Just as Leni Robredo predicted her victory, the last man standing in the race for the second highest position of the land is a woman.
Robredo, Camarines Sur Representative, won the tightly contested vice presidential race with 14,418,817 votes – 263,473 votes more than Sen. Ferdinand Marcos Jr.’s 14,155,344.
With the stirring win, the congresswoman completed her rags-to-riches story of starting at 1 percent in the surveys before slowly but steadily rising to the vice presidency despite running against more seasoned politicians such as Marcos, Sen. Alan Cayetano, Sen. Francis Escudero, Sen. Antonio Trillanes 4th and Sen. Gregorio Honasan.
Robredo first wrested the lead from Marcos, Jr. at about 3:47 p.m. on Day 3, Friday, of the canvassing of votes in Congress after booming wins in the Visayan and Mindanao provinces – a lead that she never relinquished since then.
And she could not have gained victory at a better time – on the day of what could have been the 58th birthday of her late husband, former Interior and Local Government Secretary and Ramon Magsaysay awardee Jesse Robredo.
She overwhelmed Marcos in Antique (119,055), Iloilo City (137,662), Zamboanga del Norte (209,491), Northern Samar (111,461), Maguindanao (220,125) and Lanao del Sur (180,539).
Robredo beat Marcos by 74,000 votes in Antique and crushed Marcos in Iloilo City and Zamboanga del Norte by 100,000 and 120,000 votes, respectively.
Her emphatic wins in Maguindanao and Lanao del Sur saw her obliterating Marcos there by 139,534 and 124,296 votes, respectively.
The lone woman in the vice presidential race also frustrated Marcos in Northern Samar with a lead of 38,247 votes.
Robredo also had a good day among overseas voters during the third day of canvassing.
She won in the Vatican (135), Myanmar (89), Switzerland (939), Australia (1,280), Papua New Guinea (362), The Netherlands (220), India (22) and Indonesia (630).
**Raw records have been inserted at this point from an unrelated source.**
fn api_entry_to_message(entry: &Value) -> Option<CanonicalMessage> {
    let role = entry
        .get("role")
        .and_then(|r| r.as_str())
        .and_then(Role::parse)?;

    let mut texts = vec![];
    let mut files = vec![];
    match entry.get("content") {
        Some(Value::String(s)) => texts.push(strip_environment_details(s)),
        Some(Value::Array(blocks)) => {
            for block in blocks {
                match block.get("type").and_then(|t| t.as_str()) {
                    Some("text") => {
                        if let Some(text) = block.get("text").and_then(|t| t.as_str()) {
                            texts.push(strip_environment_details(text));
                        }
                    }
                    Some("tool_use") => {
                        if let Some(input) = block.get("input") {
                            files.extend(tool_input_files(input));
                        }
                    }
                    Some("tool_result") => {
                        files.extend(recover_paths(&tool_result_text(block)));
                    }
                    _ => {}
                }
            }
        }
        _ => {}
    }

    let text = texts
        .into_iter()
        .filter(|t| !t.is_empty())
        .collect::<Vec<_>>()
        .join("\n");
    files.sort();
    files.dedup();
    if text.is_empty() && files.is_empty() {
        return None;
    }

    let mut msg = CanonicalMessage::new(role, text);
    msg.timestamp = entry.get("ts").and_then(parse_timestamp);
    msg.files = files;
    Some(msg)
}

fn ui_entry_to_message(entry: &Value) -> Option<CanonicalMessage> {
    let role = match (
        entry.get("say").and_then(|s| s.as_str()),
        entry.get("ask").and_then(|s| s.as_str()),
    ) {
        (Some("task"), _) | (Some("user_feedback"), _) => Role::User,
        (Some("text"), _) | (Some("completion_result"), _) | (_, Some("followup")) => {
            Role::Assistant
        }
        _ => return None,
    };
    let text = entry.get("text").and_then(|t| t.as_str())?.trim();
    if text.is_empty() {
        return None;
    }
    let mut msg = CanonicalMessage::new(role, text);
    msg.timestamp = entry.get("ts").and_then(parse_timestamp);
    Some(msg)
}

/// Tool entries carry a JSON payload naming the file they touched
fn ui_entry_files(entry: &Value) -> Vec<String> {
    let is_tool = entry.get("say").and_then(|s| s.as_str()) == Some("tool")
        || entry.get("ask").and_then(|s| s.as_str()) == Some("tool");
    if !is_tool {
        return vec![];
    }
    entry
        .get("text")
        .and_then(|t| t.as_str())
        .and_then(|t| serde_json::from_str::<Value>(t).ok())
        .map(|payload| tool_input_files(&payload))
        .unwrap_or_default()
}

impl ConversationReader for ClineReader {
    fn agent(&self) -> Agent {
        Agent::Cline
    }

    fn description(&self) -> &str {
        "Cline VS Code extension tasks"
    }

    fn is_available(&self) -> bool {
        self.base_path.exists()
    }

    fn get_conversation_ids(&self, project: Option<&str>) -> Result<Vec<String>> {
        if !self.is_available() {
            return Ok(vec![]);
        }

        let mut ids = vec![];
        for dir in self.task_dirs()? {
            let Some(id) = dir.file_name().and_then(|n| n.to_str()).map(String::from) else {
                continue;
            };
            if let Some(project) = project {
                let cwd = read_json_array(&dir.join(API_FILE))
                    .iter()
                    .chain(read_json_array(&dir.join(UI_FILE)).iter())
                    .find_map(find_cwd);
                if !matches_project(cwd.as_deref(), project) {
                    continue;
                }
            }
            ids.push(id);
        }
        Ok(ids)
    }

    fn get_conversation(&self, id: &str) -> Result<Option<CanonicalConversation>> {
        if !self.is_available() || id.contains(['/', '\\']) {
            return Ok(None);
        }
        let dir = self.base_path.join(id);
        if !dir.join(UI_FILE).exists() && !dir.join(API_FILE).exists() {
            return Ok(None);
        }
        self.parse_task(id, &dir).map(Some)
    }
}

#[cfg(test)]
mod tests {
    use super::*;
    use serde_json::json;
    use tempfile::TempDir;

    fn write_task(base: &Path, id: &str, ui: Value, api: Option<Value>) {
        let dir = base.join(id);
        std::fs::create_dir_all(&dir).unwrap();
        std::fs::write(dir.join(UI_FILE), ui.to_string()).unwrap();
        if let Some(api) = api {
            std::fs::write(dir.join(API_FILE), api.to_string()).unwrap();
        }
    }

    fn fixture() -> (TempDir, ClineReader) {
        let temp = TempDir::new().unwrap();
        write_task(
            temp.path(),
            "1714000000000",
            json!([
                {"ts": 1_714_000_000_000i64, "type": "say", "say": "task", "text": "Add retry logic"},
                {"ts": 1_714_000_095_000i64, "type": "say", "say": "text", "text": "Thinking", "partial": true},
                {"ts": 1_714_000_002_000i64, "type": "ask", "ask": "tool",
                 "text": "{\"tool\":\"editedExistingFile\",\"path\":\"src/retry.ts\"}"},
                {"ts": 1_714_000_090_000i64, "type": "say", "say": "completion_result", "text": "Done"}
            ]),
            Some(json!([
                {"role": "user", "content": [
                    {"type": "text", "text": "<task>Add retry logic</task>"},
                    {"type": "text", "text": "<environment_details>\n# Current Working Directory (/work/svc) Files\n</environment_details>"}
                ]},
                {"role": "assistant", "content": [
                    {"type": "text", "text": "I'll edit the client."},
                    {"type": "tool_use", "name": "replace_in_file",
                     "input": {"path": "src/client.ts", "diff": "..."}}
                ]},
                {"role": "user", "content": [
                    {"type": "tool_result", "tool_use_id": "t1",
                     "content": [{"type": "text", "text": "Changes applied to src/client.ts and lib/util/http.ts. See https://example.com/docs/guide.html"}]}
                ]}
            ])),
        );
        write_task(
            temp.path(),
            "1714100000000",
            json!([
                {"ts": 1_714_100_000_000i64, "type": "say", "say": "task", "text": "UI only task"},
                {"ts": 1_714_100_005_000i64, "type": "say", "say": "text", "text": "Answer"}
            ]),
            None,
        );
        let reader = ClineReader::new(Some(temp.path().to_path_buf()));
        (temp, reader)
    }

    #[test]
    fn test_lists_tasks_and_filters_by_cwd() {
        let (_temp, reader) = fixture();
        assert_eq!(
            reader.get_conversation_ids(None).unwrap(),
            vec!["1714000000000", "1714100000000"]
        );
        assert_eq!(
            reader.get_conversation_ids(Some("/work/svc")).unwrap(),
            vec!["1714000000000"]
        );
    }

    #[test]
    fn test_api_transcript_drives_messages() {
        let (_temp, reader) = fixture();
        let c = reader.get_conversation("1714000000000").unwrap().unwrap();
        assert_eq!(c.source, Agent::Cline);
        assert_eq!(c.title.as_deref(), Some("Add retry logic"));
        assert_eq!(c.project_path.as_deref(), Some("/work/svc"));
        assert_eq!(c.messages[0].text, "<task>Add retry logic</task>");
        assert!(c.files.contains("src/client.ts"));
        assert!(c.files.contains("lib/util/http.ts"));
        assert!(c.files.contains("src/retry.ts"));
        assert!(!c.files.iter().any(|f| f.contains("example.com")));
        assert_eq!(c.metadata.get("uiEntries"), Some(&json!(3)));
    }

    #[test]
    fn test_partial_entries_are_dropped_from_time_range() {
        let (_temp, reader) = fixture();
        let c = reader.get_conversation("1714000000000").unwrap().unwrap();
        assert_eq!(c.created_at.timestamp_millis(), 1_714_000_000_000);
        assert_eq!(c.updated_at.timestamp_millis(), 1_714_000_090_000);
    }

    #[test]
    fn test_ui_only_task_falls_back_to_ui_messages() {
        let (_temp, reader) = fixture();
        let c = reader.get_conversation("1714100000000").unwrap().unwrap();
        assert_eq!(c.messages.len(), 2);
        assert_eq!(c.messages[0].role, Role::User);
        assert_eq!(c.messages[1].role, Role::Assistant);
        assert!(c.project_path.is_none());
    }

    #[test]
    fn test_recover_paths_bounds_and_urls() {
        let long = format!("{}/x.rs", "a".repeat(300));
        let text = format!("edited ./src/a.rs and C:\\proj\\b.ts, not {} or http://h.io/p/q.js", long);
        let found = recover_paths(&text);
        assert!(found.contains(&"./src/a.rs".to_string()));
        assert!(found.contains(&"C:\\proj\\b.ts".to_string()));
        assert!(!found.iter().any(|p| p.len() > MAX_RECOVERED_PATH_LEN));
        assert!(!found.iter().any(|p| p.contains("h.io")));
    }

    #[test]
    fn test_rejects_path_like_ids() {
        let (_temp, reader) = fixture();
        assert!(reader.get_conversation("../escape").unwrap().is_none());
        assert!(reader.get_conversation("missing").unwrap().is_none());
    }
}
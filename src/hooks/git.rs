//! Thin wrappers over the `git` executable

use anyhow::Result;
use chrono::{DateTime, Utc};
use std::path::{Path, PathBuf};
use std::process::Command;
use tracing::debug;

use crate::error::TetherError;
use crate::store::CommitRecord;
use crate::util::{parse_timestamp_str, to_forward_slashes};

/// Run `git <args>` in `repo` and return trimmed stdout
pub fn run_git(repo: &Path, args: &[&str]) -> Result<String> {
    let command = args.join(" ");
    let output = Command::new("git")
        .args(args)
        .current_dir(repo)
        .output()
        .map_err(|e| TetherError::Git {
            command: command.clone(),
            message: e.to_string(),
        })?;

    if !output.status.success() {
        let stderr = String::from_utf8_lossy(&output.stderr);
        return Err(TetherError::Git {
            command,
            message: stderr.trim().to_string(),
        }
        .into());
    }
    Ok(String::from_utf8_lossy(&output.stdout).trim().to_string())
}

/// Top level of the work tree containing `start`, if any
pub fn repo_root(start: &Path) -> Option<PathBuf> {
    match run_git(start, &["rev-parse", "--show-toplevel"]) {
        Ok(top) if !top.is_empty() => Some(PathBuf::from(top)),
        Ok(_) => None,
        Err(e) => {
            debug!(start = %start.display(), "not inside a git work tree: {e:#}");
            None
        }
    }
}

/// Author line, commit time and message from `git log -1` output
#[derive(Debug, PartialEq)]
struct LogEntry {
    author: Option<String>,
    committed_at: Option<DateTime<Utc>>,
    message: String,
}

const LOG_FORMAT: &str = "--format=%an <%ae>%x00%cI%x00%B";

fn parse_log(raw: &str) -> LogEntry {
    let mut parts = raw.splitn(3, '\0');
    let author = parts
        .next()
        .map(str::trim)
        .filter(|a| !a.is_empty() && *a != "<>")
        .map(String::from);
    let committed_at = parts.next().and_then(|ts| parse_timestamp_str(ts.trim()));
    let message = parts.next().unwrap_or("").trim().to_string();
    LogEntry {
        author,
        committed_at,
        message,
    }
}

/// NUL-separated `diff-tree -z` output; paths arrive unquoted
fn parse_changed_files(raw: &str) -> Vec<String> {
    raw.split('\0')
        .filter(|p| !p.is_empty())
        .map(to_forward_slashes)
        .collect()
}

/// Paths `hash` changed relative to its first parent, or every path it
/// added when it is a root commit
fn changed_files(repo: &Path, hash: &str) -> Result<Vec<String>> {
    let first_parent = run_git(repo, &["rev-parse", "--verify", "-q", &format!("{hash}^1")])
        .ok()
        .filter(|p| !p.is_empty());
    let mut args = vec!["-c", "core.quotepath=off", "diff-tree", "-r", "-z", "--name-only"];
    match first_parent.as_deref() {
        Some(parent) => args.extend([parent, hash]),
        None => args.extend(["--root", "--no-commit-id", hash]),
    }
    let files = parse_changed_files(&run_git(repo, &args)?);
    if files.is_empty() {
        debug!(%hash, parent = ?first_parent, "commit changed no files");
    }
    Ok(files)
}

fn parse_branch(raw: &str) -> Option<String> {
    let branch = raw.trim();
    // Detached heads report the literal "HEAD"
    (!branch.is_empty() && branch != "HEAD").then(|| branch.to_string())
}

/// Read everything the store keeps about `rev` in `repo`
pub fn read_commit(repo: &Path, rev: &str, now: DateTime<Utc>) -> Result<CommitRecord> {
    let hash = run_git(repo, &["rev-parse", "--verify", &format!("{rev}^{{commit}}")])?;
    if hash.is_empty() {
        return Err(TetherError::MissingCommitHash(repo.display().to_string()).into());
    }

    let branch = run_git(repo, &["rev-parse", "--abbrev-ref", "HEAD"])
        .ok()
        .and_then(|b| parse_branch(&b));
    let log = parse_log(&run_git(repo, &["log", "-1", LOG_FORMAT, &hash])?);
    let changed_files = changed_files(repo, &hash)?;

    debug!(%hash, files = changed_files.len(), "read commit");
    Ok(CommitRecord {
        hash,
        repo_path: to_forward_slashes(&repo.to_string_lossy()),
        branch,
        author: log.author,
        message: log.message,
        committed_at: log.committed_at.unwrap_or(now),
        changed_files,
        created_at: now,
    })
}
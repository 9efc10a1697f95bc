//! Conversations command implementation

use anyhow::Result;

use super::{display_time, truncate};
use crate::store::{ConversationFilter, LinkStore};

pub fn run(store: &LinkStore, filter: &ConversationFilter) -> Result<()> {
    let conversations = store.find_conversations(filter)?;

    if conversations.is_empty() {
        println!("No conversations recorded. Install the editor hooks to start capturing.");
        return Ok(());
    }

    println!(
        "{:<17} {:<38} {:<16} {:<14} {:>5} {}",
        "Updated", "ID", "Project", "Agent", "Files", "Title"
    );
    println!("{}", "-".repeat(110));

    for conv in conversations {
        let title = conv
            .title
            .as_deref()
            .map(|t| truncate(t, 35))
            .unwrap_or_else(|| "-".to_string());
        println!(
            "{:<17} {:<38} {:<16} {:<14} {:>5} {}",
            display_time(&conv.updated_at),
            conv.id,
            truncate(&conv.project_name, 16),
            conv.agent,
            conv.all_files().len(),
            title,
        );
    }

    Ok(())
}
“Gusto ko magpasalamat sa lahat ng naniwala sa atin kahit noong umpisa, nag-umpisa ako sa wala (I would like to thank everyone who believed in me even if I had nothing going for me at the start), Robredo, a former lawyer for the poor, said in a radio interview.
Marcos, on the other hand, came so close to victory because of a solid win in Leyte–the hometown of his mother, Ilocos Norte Rep. Imelda Marcos–and Sulu, as well as his continued dominance in absentee voting.
He beat Robredo by 164,855 votes in Leyte and by 81,219 votes in Sulu.
Marcos also clobbered her in the local absentee voting, 11,683 to 2,341.
The overseas voters were all for Marcos in at least 35 countries that included: Kuwait, (4,777), Poland (57) Cambodia (420), Thailand (1,284), Iran (47), Oman (1,477), Hungary (116), East Timor (177), Brazil (91), New Zealand (768), Mexico (118), Belgium (356), Chile (147), Norway (515), Pakistan (116), Argentina (18), France/Monaco (661), South Africa (131), Bangladesh (134), Nigeria (131), Germany (540), Czech Republic (90), Portugal (237), Brunei Darussalam (1,904), Jordan (903), Israel (3,350), Egypt (391), Greece (1,346), Turkey (299), combined Certificates of Canvass from Vietnam, Maldives and Sri Lanka (132), Laos (285), Kenya (176), Russia (566), Canada (8,622) and Austria (272).
The senator also won the detainees’ votes, 607 to Robredo’s 393.